### Assignment
Make an exact copy of the lines starting at the top of the listing below and ending at the line that contains "parsed or decoded.", inclusive.

### Data shown
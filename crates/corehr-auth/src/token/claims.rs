//! Claim payloads for the three token domains.

use serde::{Deserialize, Serialize};
use uuid::Uuid;

use corehr_entity::user::UserRole;

/// Why a presented token was rejected.
///
/// These kinds exist for logging and tests; the HTTP boundary collapses
/// all of them into one generic 401 so callers cannot distinguish them.
#[derive(Debug, Clone, Copy, PartialEq, Eq, thiserror::Error)]
pub enum TokenError {
    /// The token could not be parsed or decoded.
    #[error("token is malformed")]
    Malformed,
    /// The token's embedded expiry has passed.
    #[error("token has expired")]
    Expired,
    /// The signature does not match the domain secret.
    #[error("token signature is invalid")]
    SignatureInvalid,
}

/// Claims embedded in an access token.
///
/// Access tokens are stateless: verification is a pure signature and
/// expiry check with no storage lookup.
#[derive(Debug, Clone, Serialize, Deserialize)]
pub struct AccessClaims {
    /// Subject — the user ID.
    pub sub: Uuid,
    /// Email address at the time of issuance.
    pub email: String,
    /// Role at the time of issuance.
    pub role: UserRole,
    /// Linked employee record, if any.
    #[serde(default, skip_serializing_if = "Option::is_none")]
    pub employee_id: Option<Uuid>,
    /// Issued-at timestamp (seconds since epoch).
    pub iat: i64,
    /// Expiration timestamp (seconds since epoch).
    pub exp: i64,
}

/// Claims embedded in a refresh token.
#[derive(Debug, Clone, Serialize, Deserialize)]
pub struct RefreshClaims {
    /// Subject — the user ID.
    pub sub: Uuid,
    /// Random nonce making every issuance unique.
    pub jti: Uuid,
    /// Issued-at timestamp (seconds since epoch).
    pub iat: i64,
    /// Expiration timestamp (seconds since epoch).
    pub exp: i64,
}

/// Claims embedded in a password-reset token.
#[derive(Debug, Clone, Serialize, Deserialize)]
pub struct ResetClaims {
    /// Subject — the user ID.
    pub sub: Uuid,
    /// Issued-at timestamp (seconds since epoch).
    pub iat: i64,
    /// Expiration timestamp (seconds since epoch).
    pub exp: i64,
}
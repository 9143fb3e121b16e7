//! Application state shared across all handlers and middleware.

use std::sync::Arc;

use corehr_auth::guard::{GuardPipeline, GuardStep};
use corehr_auth::password::{PasswordGenerator, PasswordHasher, PasswordValidator};
use corehr_auth::token::TokenService;
use corehr_auth::twofactor::TwoFactorService;
use corehr_core::config::AppConfig;
use corehr_core::error::AppError;
use corehr_core::traits::{AuditStore, CredentialStore, EmployeeDirectory, Notifier};
use corehr_service::audit::AuditRecorder;
use corehr_service::auth::{AuthService, PasswordRecoveryService};
use corehr_service::user::AdminUserService;

/// Application state containing all shared dependencies.
///
/// Passed to every Axum handler via `State<AppState>`. All fields are
/// `Arc`-wrapped for cheap cloning across tasks. The stores arrive as
/// trait objects, constructed once at process start and injected here —
/// production wires PostgreSQL, tests wire the in-memory substitutes.
#[derive(Clone)]
pub struct AppState {
    /// Application configuration.
    pub config: Arc<AppConfig>,

    /// Durable credential storage.
    pub store: Arc<dyn CredentialStore>,
    /// Append-only audit storage.
    pub audit_store: Arc<dyn AuditStore>,
    /// Employee hierarchy lookups.
    pub directory: Arc<dyn EmployeeDirectory>,

    /// Token issuance and verification.
    pub tokens: Arc<TokenService>,
    /// Password hashing.
    pub password_hasher: Arc<PasswordHasher>,
    /// Two-factor enrollment and verification.
    pub two_factor: Arc<TwoFactorService>,

    /// Session lifecycle use cases.
    pub auth_service: Arc<AuthService>,
    /// Password recovery use cases.
    pub recovery_service: Arc<PasswordRecoveryService>,
    /// Administrative user management.
    pub admin_users: Arc<AdminUserService>,
    /// Non-blocking audit capture.
    pub audit_recorder: AuditRecorder,
}

impl std::fmt::Debug for AppState {
    fn fmt(&self, f: &mut std::fmt::Formatter<'_>) -> std::fmt::Result {
        f.debug_struct("AppState").finish()
    }
}

impl AppState {
    /// Wires the full service graph on top of the injected collaborators.
    ///
    /// Must be called from within a tokio runtime (the audit recorder
    /// spawns its worker here).
    pub fn build(
        config: Arc<AppConfig>,
        store: Arc<dyn CredentialStore>,
        audit_store: Arc<dyn AuditStore>,
        directory: Arc<dyn EmployeeDirectory>,
        notifier: Arc<dyn Notifier>,
    ) -> Result<Self, AppError> {
        let tokens = Arc::new(TokenService::new(&config.auth));
        let password_hasher = Arc::new(PasswordHasher::new(&config.auth)?);
        let validator = PasswordValidator::new(&config.auth);
        let generator = PasswordGenerator::new(&config.auth);

        let two_factor = Arc::new(TwoFactorService::new(&config.auth, Arc::clone(&store)));

        let auth_service = Arc::new(AuthService::new(
            Arc::clone(&store),
            Arc::clone(&tokens),
            Arc::clone(&password_hasher),
            validator.clone(),
            Arc::clone(&two_factor),
        ));

        let recovery_service = Arc::new(PasswordRecoveryService::new(
            Arc::clone(&store),
            Arc::clone(&tokens),
            Arc::clone(&password_hasher),
            validator,
            notifier,
            config.server.frontend_url.clone(),
        ));

        let admin_users = Arc::new(AdminUserService::new(
            Arc::clone(&store),
            Arc::clone(&password_hasher),
            generator,
        ));

        let audit_recorder =
            AuditRecorder::new(Arc::clone(&audit_store), config.audit.queue_capacity);

        Ok(Self {
            config,
            store,
            audit_store,
            directory,
            tokens,
            password_hasher,
            two_factor,
            auth_service,
            recovery_service,
            admin_users,
            audit_recorder,
        })
    }

    /// Builds a guard pipeline over this state's token service and
    /// employee directory.
    pub fn guard_pipeline(&self, steps: Vec<GuardStep>) -> GuardPipeline {
        GuardPipeline::new(Arc::clone(&self.tokens), Arc::clone(&self.directory), steps)
    }
}
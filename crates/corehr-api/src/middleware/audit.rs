//! Audit capture middleware.
//!
//! Wraps a route so that, once the response is finalized with a 2xx
//! status, a structured audit entry is captured and handed to the
//! recorder's bounded queue. Failed operations are not audited. The
//! request is never delayed by persistence: capture is a synchronous
//! field snapshot plus a non-blocking enqueue.

use axum::Extension;
use axum::Router;
use axum::extract::{RawPathParams, Request, State};
use axum::middleware::{self, Next};
use axum::response::Response;
use serde_json::{Value, json};

use corehr_auth::guard::RequestContext;
use corehr_entity::audit::AuditAction;
use corehr_service::audit::AuditEvent;

use crate::state::AppState;

use super::guard::client_ip;

/// Per-route audit classification: which action and resource an entry
/// for this route describes.
#[derive(Debug, Clone, Copy)]
pub struct AuditSpec {
    /// The action category recorded for this route.
    pub action: AuditAction,
    /// The resource kind recorded for this route.
    pub resource: &'static str,
}

impl AuditSpec {
    /// Access (read) of the given resource kind.
    pub fn access(resource: &'static str) -> Self {
        Self {
            action: AuditAction::Access,
            resource,
        }
    }

    /// Creation of the given resource kind.
    pub fn create(resource: &'static str) -> Self {
        Self {
            action: AuditAction::Create,
            resource,
        }
    }

    /// Update of the given resource kind.
    pub fn update(resource: &'static str) -> Self {
        Self {
            action: AuditAction::Update,
            resource,
        }
    }

    /// Deletion of the given resource kind.
    pub fn delete(resource: &'static str) -> Self {
        Self {
            action: AuditAction::Delete,
            resource,
        }
    }
}

/// Before/after resource state a handler wants recorded. Handlers insert
/// this into response extensions; absent means no values are logged.
#[derive(Debug, Clone, Default)]
pub struct AuditValues {
    /// Resource state before the operation.
    pub old_values: Option<Value>,
    /// Resource state after the operation.
    pub new_values: Option<Value>,
}

/// Mounts audit capture with the given spec on every route added to
/// `router` so far. Must sit inside the guard layer so the request
/// context is already present.
pub fn audited(router: Router<AppState>, state: &AppState, spec: AuditSpec) -> Router<AppState> {
    router
        .route_layer(middleware::from_fn_with_state(state.clone(), capture))
        .route_layer(Extension(spec))
}

/// Middleware capturing an audit entry after a successful response.
pub async fn capture(
    State(state): State<AppState>,
    params: RawPathParams,
    Extension(spec): Extension<AuditSpec>,
    request: Request,
    next: Next,
) -> Response {
    // Snapshot request fields up front; the handler consumes the request.
    let metadata = json!({
        "method": request.method().as_str(),
        "path": request.uri().path(),
        "query": request.uri().query(),
        "user_agent": request
            .headers()
            .get("user-agent")
            .and_then(|v| v.to_str().ok()),
    });
    let ip_address = client_ip(request.headers());
    let user_agent = request
        .headers()
        .get("user-agent")
        .and_then(|v| v.to_str().ok())
        .map(String::from);
    let user_id = request
        .extensions()
        .get::<RequestContext>()
        .map(|ctx| ctx.user_id);
    let resource_id = resource_id_from_params(&params);

    let response = next.run(request).await;

    // Only successful operations are audited.
    if !response.status().is_success() {
        return response;
    }

    let values = response
        .extensions()
        .get::<AuditValues>()
        .cloned()
        .unwrap_or_default();

    let event = AuditEvent {
        user_id,
        resource: spec.resource.to_string(),
        resource_id,
        old_values: values.old_values,
        new_values: values.new_values,
        metadata: Some(metadata),
        ip_address: Some(ip_address),
        user_agent,
    };

    match spec.action {
        AuditAction::Access => state.audit_recorder.record_access(event),
        AuditAction::Create => state.audit_recorder.record_create(event),
        AuditAction::Update => state.audit_recorder.record_update(event),
        AuditAction::Delete => state.audit_recorder.record_delete(event),
    }

    response
}

/// The conventional identifier parameters, in precedence order.
fn resource_id_from_params(params: &RawPathParams) -> Option<String> {
    for name in ["user_id", "employee_id", "id"] {
        if let Some((_, value)) = params.iter().find(|(n, _)| *n == name) {
            return Some(value.to_string());
        }
    }
    None
}
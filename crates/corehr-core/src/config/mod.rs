//! Application configuration schemas.
//!
//! All configuration structs are deserialized from TOML files via the
//! `config` crate. Each sub-module represents a logical configuration
//! section.

pub mod app;
pub mod audit;
pub mod auth;
pub mod logging;

use serde::{Deserialize, Serialize};

use self::app::ServerConfig;
use self::audit::AuditConfig;
use self::auth::AuthConfig;
use self::logging::LoggingConfig;

use crate::error::AppError;

/// Root application configuration.
///
/// This struct is the top-level deserialization target for the merged
/// TOML configuration files (default.toml + environment overlay).
#[derive(Debug, Clone, Serialize, Deserialize)]
pub struct AppConfig {
    /// HTTP server settings.
    #[serde(default)]
    pub server: ServerConfig,
    /// Database connection settings.
    pub database: DatabaseConfig,
    /// Authentication and credential settings.
    #[serde(default)]
    pub auth: AuthConfig,
    /// Audit trail settings.
    #[serde(default)]
    pub audit: AuditConfig,
    /// Logging settings.
    #[serde(default)]
    pub logging: LoggingConfig,
}

/// Database connection pool configuration.
#[derive(Debug, Clone, Serialize, Deserialize)]
pub struct DatabaseConfig {
    /// PostgreSQL connection URL.
    pub url: String,
    /// Maximum number of connections in the pool.
    #[serde(default = "default_max_connections")]
    pub max_connections: u32,
    /// Minimum number of connections in the pool.
    #[serde(default = "default_min_connections")]
    pub min_connections: u32,
    /// Connection timeout in seconds.
    #[serde(default = "default_connect_timeout")]
    pub connect_timeout_seconds: u64,
    /// Idle connection timeout in seconds.
    #[serde(default = "default_idle_timeout")]
    pub idle_timeout_seconds: u64,
}

impl AppConfig {
    /// Load configuration from TOML files.
    ///
    /// Merges the default configuration with an environment-specific overlay
    /// and environment variables prefixed with `COREHR`.
    pub fn load(env: &str) -> Result<Self, AppError> {
        let config = config::Config::builder()
            .add_source(config::File::with_name("config/default").required(false))
            .add_source(config::File::with_name(&format!("config/{env}")).required(false))
            .add_source(
                config::Environment::with_prefix("COREHR")
                    .separator("__")
                    .try_parsing(true),
            )
            .build()
            .map_err(|e| AppError::configuration(format!("Failed to build config: {e}")))?;

        config
            .try_deserialize()
            .map_err(|e| AppError::configuration(format!("Failed to deserialize config: {e}")))
    }
}

fn default_max_connections() -> u32 {
    20
}

fn default_min_connections() -> u32 {
    5
}

fn default_connect_timeout() -> u64 {
    10
}

fn default_idle_timeout() -> u64 {
    300
}
//! Audit log entry entity model.

use chrono::{DateTime, Utc};
use serde::{Deserialize, Serialize};
use sqlx::FromRow;
use std::fmt;
use uuid::Uuid;

/// The category of a recorded operation.
#[derive(Debug, Clone, Copy, PartialEq, Eq, Hash, Serialize, Deserialize, sqlx::Type)]
#[sqlx(type_name = "audit_action", rename_all = "UPPERCASE")]
#[serde(rename_all = "UPPERCASE")]
pub enum AuditAction {
    /// A read of a protected resource.
    Access,
    /// Creation of a resource.
    Create,
    /// Mutation of an existing resource.
    Update,
    /// Deletion of a resource.
    Delete,
}

impl AuditAction {
    /// Return the action as its canonical uppercase string.
    pub fn as_str(&self) -> &'static str {
        match self {
            Self::Access => "ACCESS",
            Self::Create => "CREATE",
            Self::Update => "UPDATE",
            Self::Delete => "DELETE",
        }
    }
}

impl fmt::Display for AuditAction {
    fn fmt(&self, f: &mut fmt::Formatter<'_>) -> fmt::Result {
        write!(f, "{}", self.as_str())
    }
}

/// An immutable audit log entry recording a completed, successful operation.
///
/// Entries are append-only; nothing in the application mutates or deletes
/// them.
#[derive(Debug, Clone, Serialize, Deserialize, FromRow)]
pub struct AuditLogEntry {
    /// Unique audit entry identifier.
    pub id: Uuid,
    /// The user who performed the action, when authenticated.
    pub user_id: Option<Uuid>,
    /// The category of the action.
    pub action: AuditAction,
    /// The kind of resource acted upon (e.g. `"user"`, `"session"`).
    pub resource: String,
    /// The specific resource identifier, if the route carries one.
    pub resource_id: Option<String>,
    /// Resource state before the operation, when the call site supplies it.
    pub old_values: Option<serde_json::Value>,
    /// Resource state after the operation, when the call site supplies it.
    pub new_values: Option<serde_json::Value>,
    /// Request metadata: method, path, query, user agent.
    pub metadata: Option<serde_json::Value>,
    /// IP address of the caller.
    pub ip_address: Option<String>,
    /// User-Agent header of the caller.
    pub user_agent: Option<String>,
    /// When the action occurred.
    pub created_at: DateTime<Utc>,
}

/// Data captured for a new audit log entry before it is persisted.
#[derive(Debug, Clone, Serialize, Deserialize)]
pub struct NewAuditLogEntry {
    /// The user who performed the action, when authenticated.
    pub user_id: Option<Uuid>,
    /// The category of the action.
    pub action: AuditAction,
    /// The kind of resource acted upon.
    pub resource: String,
    /// The specific resource identifier, if the route carries one.
    pub resource_id: Option<String>,
    /// Resource state before the operation.
    pub old_values: Option<serde_json::Value>,
    /// Resource state after the operation.
    pub new_values: Option<serde_json::Value>,
    /// Request metadata: method, path, query, user agent.
    pub metadata: Option<serde_json::Value>,
    /// IP address of the caller.
    pub ip_address: Option<String>,
    /// User-Agent header of the caller.
    pub user_agent: Option<String>,
}
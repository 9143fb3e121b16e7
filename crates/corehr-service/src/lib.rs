//! # corehr-service
//!
//! Use-case orchestration for the CoreHR identity subsystem: login and
//! session lifecycle, password recovery, audit recording, and
//! administrative user management. Services receive their collaborators
//! by constructor injection and hold no global state.

pub mod audit;
pub mod auth;
pub mod notify;
pub mod user;

pub use audit::{AuditEvent, AuditRecorder};
pub use auth::recovery::PasswordRecoveryService;
pub use auth::service::{AuthService, LoginOutcome, TokenPair, TwoFactorVerifyOutcome};
pub use notify::LogNotifier;
pub use user::admin::AdminUserService;
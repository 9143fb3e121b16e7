//! PostgreSQL employee directory implementation.

use async_trait::async_trait;
use sqlx::PgPool;
use uuid::Uuid;

use corehr_core::error::{AppError, ErrorKind};
use corehr_core::result::AppResult;
use corehr_core::traits::EmployeeDirectory;

/// Maximum reporting-chain depth walked by the hierarchy lookup. Guards
/// against cycles in corrupted data.
const MAX_CHAIN_DEPTH: i32 = 32;

/// Employee directory backed by the `employees` table's `manager_id`
/// self-reference.
#[derive(Debug, Clone)]
pub struct PgEmployeeDirectory {
    pool: PgPool,
}

impl PgEmployeeDirectory {
    /// Create a new directory on the given pool.
    pub fn new(pool: PgPool) -> Self {
        Self { pool }
    }
}

#[async_trait]
impl EmployeeDirectory for PgEmployeeDirectory {
    async fn is_manager_of(
        &self,
        manager_employee_id: Uuid,
        employee_id: Uuid,
    ) -> AppResult<bool> {
        sqlx::query_scalar::<_, bool>(
            "WITH RECURSIVE chain AS ( \
                 SELECT id, manager_id, 1 AS depth FROM employees WHERE id = $2 \
                 UNION ALL \
                 SELECT e.id, e.manager_id, c.depth + 1 \
                 FROM employees e JOIN chain c ON e.id = c.manager_id \
                 WHERE c.depth < $3 \
             ) \
             SELECT EXISTS (SELECT 1 FROM chain WHERE manager_id = $1)",
        )
        .bind(manager_employee_id)
        .bind(employee_id)
        .bind(MAX_CHAIN_DEPTH)
        .fetch_one(&self.pool)
        .await
        .map_err(|e| {
            AppError::with_source(ErrorKind::Database, "Failed to resolve reporting chain", e)
        })
    }
}
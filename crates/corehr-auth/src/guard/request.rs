//! Transport-neutral view of an inbound request, as seen by the guard.

use std::collections::HashMap;

/// The slice of an inbound request the guard pipeline needs: the bearer
/// token, path parameters, and provenance. Building this is the HTTP
/// layer's job; the pipeline itself never touches the web framework.
#[derive(Debug, Clone, Default)]
pub struct GuardRequest {
    /// The token from the `Authorization: Bearer …` header, if present.
    pub bearer_token: Option<String>,
    /// Path parameters by name.
    pub path_params: HashMap<String, String>,
    /// IP address of the request origin.
    pub ip_address: String,
    /// User-Agent header value.
    pub user_agent: Option<String>,
}

impl GuardRequest {
    /// Creates an empty request (useful in tests).
    pub fn new() -> Self {
        Self::default()
    }

    /// Sets the bearer token.
    pub fn with_bearer(mut self, token: impl Into<String>) -> Self {
        self.bearer_token = Some(token.into());
        self
    }

    /// Adds a path parameter.
    pub fn with_param(mut self, name: impl Into<String>, value: impl Into<String>) -> Self {
        self.path_params.insert(name.into(), value.into());
        self
    }

    /// Looks up a path parameter by name.
    pub fn param(&self, name: &str) -> Option<&str> {
        self.path_params.get(name).map(String::as_str)
    }
}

### Response below
filename crates/corehr-auth/src/token/claims.rs
//! Claim payloads for the three token domains.

use serde::{Deserialize, Serialize};
use uuid::Uuid;

use corehr_entity::user::UserRole;

/// Why a presented token was rejected.
///
/// These kinds exist for logging and tests; the HTTP boundary collapses
/// all of them into one generic 401 so callers cannot distinguish them.
#[derive(Debug, Clone, Copy, PartialEq, Eq, thiserror::Error)]
pub enum TokenError {
    /// The token could not be parsed or decoded.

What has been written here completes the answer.